Il giorno dell’insediamento aveva promesso di portare la pace nel mondo. Ma sono stati cinque mesi di dietrofront. E si combatte ancora su tutti i fronti.
di Lorenzo Mantiglioni
ROMA
Una politica estera muscolare, un passo in avanti e uno indietro, la strategia del "bastone e della carota". Ci sono molti modi per leggere i primi sei mesi (circa) del secondo mandato di Donald Trump. L’inquilino della Casa Bianca, chiamato a fronteggiare una serie di crisi internazionali (tra cui una, quella dei dazi, nata per sua volontà), ha indubbiamente cambiato più volte opinione, alzando e abbassando i toni a seconda dell’andamento dei fatti, mostrando un comportamento ondivago degli Stati Uniti che spesso non ha semplificato il quadro generale.
IL FRONTE UCRAINO
Il primo (macro) caso è sicuramente quello della guerra tra Ucraina e Russia. Ben prima dell’insediamento, Donald Trump aveva annunciato di poter chiudere la crisi in meno di 24 ore, ma dopo 160 giorni di amministrazione (e di ore quindi ne sono passate 3.840) la questione è rimasta aperta. Inizialmente ha strizzato l’occhio alla Russia, poi ha attaccato Zelensky ("Un dittatore senza elezioni e un comico modesto"), raggiungendo l’apice nello Studio Ovale quando si è scagliato contro il leader ucraino in mondovisione ("Stai giocando d’azzardo con la Terza guerra mondiale"). Nelle settimane successive, con la svolta delle trattative sulle terre rare, gli Usa hanno "riabbracciato" Kiev e il tycoon si è rivolto direttamente a Putin: "Vladimir, stop! Chiudiamo l’accordo di pace" e "forse mi prende in giro".
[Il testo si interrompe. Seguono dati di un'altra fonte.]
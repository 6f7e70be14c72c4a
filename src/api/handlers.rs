// Copyright (c) 2025 Fabstir
// SPDX-License-Identifier: BUSL-1.1
//! Route handlers for the upload page

use axum::{
    extract::{Path, State},
    http::{header, StatusCode},
    response::{Html, IntoResponse, Redirect, Response},
    Json,
};
use axum_extra::extract::multipart::{Multipart, MultipartRejection};
use axum_extra::extract::CookieJar;
use serde::Serialize;
use tracing::{info, warn};

use super::errors::ApiError;
use super::flash;
use super::http_server::AppState;
use super::templates::{render_upload_page, static_upload_path};
use super::upload::{validate_filename, UploadRejection};
use crate::vision::VisionModelInfo;

/// Multipart form field that carries the image
pub const FILE_FIELD: &str = "file";

/// The `file` part of an upload form
struct FileField {
    filename: Option<String>,
    data: Vec<u8>,
}

#[derive(Debug, Clone, Serialize)]
pub struct HealthResponse {
    pub status: String,
    pub models: Vec<VisionModelInfo>,
}

/// GET / - the upload form, with any messages flashed by a redirect
pub async fn upload_form(jar: CookieJar) -> impl IntoResponse {
    let (jar, messages) = flash::take(jar);
    (jar, Html(render_upload_page(&messages, None)))
}

/// POST / - validate, save and classify one uploaded image
///
/// Rejected uploads flash a message and redirect back to `/` without
/// touching the disk. Accepted uploads render the page with the composed
/// message and the saved image.
pub async fn upload_image(
    State(state): State<AppState>,
    jar: CookieJar,
    multipart: Result<Multipart, MultipartRejection>,
) -> Result<Response, ApiError> {
    let field = match multipart {
        Ok(mut multipart) => read_file_field(&mut multipart).await?,
        Err(e) => {
            warn!("Upload without a multipart body: {}", e);
            None
        }
    };

    // A `file` part without a filename parameter is a plain form value, not a file
    let (filename, data) = match field {
        Some(FileField {
            filename: Some(filename),
            data,
        }) => match validate_filename(&filename) {
            Ok(filename) => (filename, data),
            Err(rejection) => return Ok(reject(jar, rejection)),
        },
        _ => return Ok(reject(jar, UploadRejection::MissingFilePart)),
    };

    let path = state.uploads.save(&filename, data).await?;
    info!("upload_image filename: {}", path.display());

    let classifiers = state.classifiers.clone();
    let image_path = path.clone();
    let classification = tokio::task::spawn_blocking(move || classifiers.classify(&image_path))
        .await
        .map_err(|e| ApiError::InternalError(format!("classification task failed: {}", e)))??;

    info!(
        "Classified {}: {:?}, breed {}",
        filename, classification.verdict, classification.breed
    );

    let (jar, mut messages) = flash::take(jar);
    messages.push(classification.message);

    Ok((jar, Html(render_upload_page(&messages, Some(&filename)))).into_response())
}

/// GET /display/:filename - permanent redirect to the stored upload
pub async fn display_image(Path(filename): Path<String>) -> Response {
    (
        StatusCode::MOVED_PERMANENTLY,
        [(header::LOCATION, static_upload_path(&filename))],
    )
        .into_response()
}

/// GET /health - liveness plus the models backing the classifiers
pub async fn health_handler(State(state): State<AppState>) -> Json<HealthResponse> {
    Json(HealthResponse {
        status: "ok".to_string(),
        models: state.classifiers.list_models().to_vec(),
    })
}

fn reject(jar: CookieJar, rejection: UploadRejection) -> Response {
    warn!("Upload rejected: {}", rejection);
    (flash::push(jar, &rejection.to_string()), Redirect::to("/")).into_response()
}

/// Find the `file` part; other form fields are skipped
async fn read_file_field(multipart: &mut Multipart) -> Result<Option<FileField>, ApiError> {
    while let Some(field) = multipart.next_field().await.map_err(|e| ApiError::InvalidRequest {
        status: e.status(),
        message: e.body_text(),
    })? {
        if field.name() != Some(FILE_FIELD) {
            continue;
        }

        let filename = field.file_name().map(str::to_string);
        let data = field.bytes().await.map_err(|e| ApiError::InvalidRequest {
            status: e.status(),
            message: e.body_text(),
        })?;

        return Ok(Some(FileField {
            filename,
            data: data.to_vec(),
        }));
    }

    Ok(None)
}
A maggio l’opinione di Trump è cambiata ancora ("Putin è impazzito", "Zelensky crea problemi", "Non dovevamo farci coinvolgere") fino ad arrivare, in queste ore, a sperare in un cessate il fuoco – se accettato da Putin – grazie al ribasso del prezzo del petrolio.
REBUS MEDIO ORIENTE
L’altra crisi sul tavolo è quella del Medio Oriente. Alla fine di febbraio, Trump ha postato un video generato dall’intelligenza artificiale in cui si vedeva la Striscia di Gaza trasformata in una riviera di lusso, poi si è scagliato contro gli Houthi, ha spinto per una tregua fino ad apparire "frustrato" per i continui bombardamenti israeliani. Quando il 13 maggio è scoppiata la guerra tra Teheran e Tel Aviv (mentre erano in atto i negoziati sui programmi nucleari persiani), il tycoon ha invocato una trattativa di pace, poi ha preteso la resa incondizionata della Repubblica islamica e infine ha bombardato i siti nucleari di Natanz, Fordow e Isfahan, nonostante avesse dichiarato di prendersi quattordici giorni per vagliare le opzioni sul tavolo. Successivamente ha teso la mano a Teheran, aperto al dialogo, ma ha indispettito i vertici persiani quando ha affermato di aver salvato Khamenei "da una morte brutta e ignominiosa" pur "conoscendo perfettamente il posto in cui si nasconde".
LA GUERRA COMMERCIALE
Infine c’è il tema dei dazi. Agli inizi del mese di aprile sono scattati i dazi americani, colpendo vari Paesi. Una decisione che ha spaventato i mercati e incrinato i rapporti degli Usa con i partner commerciali, tanto che Donald Trump, il 9 aprile, ha deciso di sospenderli per 90 giorni e avviare i negoziati ("Mi baciano il c…, stanno morendo dal desiderio di fare un accordo"). Fra pochi giorni, esattamente il 9 luglio, terminerà però la sospensione, con il rischio di importanti ripercussioni sull’economia mondiale. Trump ha escluso una proroga ma, visti i continui stravolgimenti di strategia, chi può dirlo?